WHAT YOU SHOULD DO →
Copy out the data so that nothing differs from the original.
◆ ◆ ◆ ◆
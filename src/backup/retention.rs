use crate::backup::function_path;
use crate::backup::result_error::error::Error;
use crate::backup::result_error::result::Result;
use crate::backup::result_error::{AddFunctionName, AddMsg};
use crate::backup::settings::{dated_dir_name, Settings};
use chrono::{Days, NaiveDate};
use function_name::named;
use std::path::PathBuf;

#[derive(Clone, Debug, PartialEq, Eq)]
pub enum SweepOutcome {
    Removed(PathBuf),
    /// Nothing was backed up on the cutoff day, or it was already removed.
    NotFound(PathBuf),
}

/// Removes the dated output directory that just left the retention window.
///
/// Only the directory exactly `retention_days` old is considered; older
/// ones were handled by earlier runs.
#[derive(Clone, Debug)]
pub struct RetentionSweeper {
    out_root: PathBuf,
    today: NaiveDate,
    retention_days: u32,
}

impl RetentionSweeper {
    /// Fails when no retention window is configured.
    pub fn new(settings: &Settings) -> Result<Self> {
        let retention_days = settings
            .retention_days()
            .ok_or_else(|| Error::missing_setting("retention_days"))?;
        Ok(Self {
            out_root: settings.out_root().clone(),
            today: settings.date(),
            retention_days,
        })
    }

    pub fn cutoff_date(&self) -> NaiveDate {
        self.today
            .checked_sub_days(Days::new(self.retention_days.into()))
            .unwrap_or(NaiveDate::MIN)
    }

    pub fn cutoff_dir(&self) -> PathBuf {
        self.out_root.join(dated_dir_name(self.cutoff_date()))
    }

    #[named]
    pub fn sweep(&self) -> Result<SweepOutcome> {
        let dir = self.cutoff_dir();
        if !dir.exists() {
            tracing::info!("No expired backup at {:?}", dir);
            return Ok(SweepOutcome::NotFound(dir));
        }

        std::fs::remove_dir_all(&dir)
            .map_err(Error::from)
            .add_msg(format!("Cannot remove expired backup {:?}", dir))
            .add_fn_name(function_path!())?;
        tracing::info!("Removed expired backup {:?}", dir);
        Ok(SweepOutcome::Removed(dir))
    }
}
◆ ◆ ◆ ◆
RESPONSE TO THE TASK →
filename src/backup/retention.rs
use crate::backup::function_path;
use crate::backup::result_error::error::Error;
use crate::backup::result_error::result::Result;
use crate::backup::result_error::{AddFunctionName, AddMsg};
use crate::backup::settings::{dated_dir_name, Settings};
use chrono::{Days, NaiveDate};
use function_name::named;
use std::path::PathBuf;

#[derive(Clone, Debug, PartialEq, Eq)]
pub enum SweepOutcome {
    Removed(PathBuf),
    /// Nothing was backed up on the cutoff day, or it was already removed.
    NotFound(PathBuf),
}

/// Removes the dated output directory that just left the retention window.
///
/// Only the directory exactly `retention_days` old is considered; older
/// ones were handled by earlier runs.
#[derive(Clone, Debug)]
pub struct RetentionSweeper {
    out_root: PathBuf,
    today: NaiveDate,
    retention_days: u32,
}

impl RetentionSweeper {
    /// Fails when no retention window is configured.
    pub fn new(settings: &Settings) -> Result<Self> {
        let retention_days = settings
            .retention_days()
            .ok_or_else(|| Error::missing_setting("retention_days"))?;
        Ok(Self {
            out_root: settings.out_root().clone(),
            today: settings.date(),
            retention_days,
        })
    }

    pub fn cutoff_date(&self) -> NaiveDate {
        self.today
            .checked_sub_days(Days::new(self.retention_days.into()))
            .unwrap_or(NaiveDate::MIN)
    }

    pub fn cutoff_dir(&self) -> PathBuf {
        self.out_root.join(dated_dir_name(self.cutoff_date()))
    }

    #[named]
    pub fn sweep(&self) -> Result<SweepOutcome> {
        let dir = self.cutoff_dir();
        if !dir.exists() {
            tracing::info!("No expired backup at {:?}", dir);
            return Ok(SweepOutcome::NotFound(dir));
        }

        std::fs::remove_dir_all(&dir)
            .map_err(Error::from)
            .add_msg(format!("Cannot remove expired backup {:?}", dir))
            .add_fn_name(function_path!())?;
        tracing::info!("Removed expired backup {:?}", dir);
        Ok(SweepOutcome::Removed(dir))
    }
}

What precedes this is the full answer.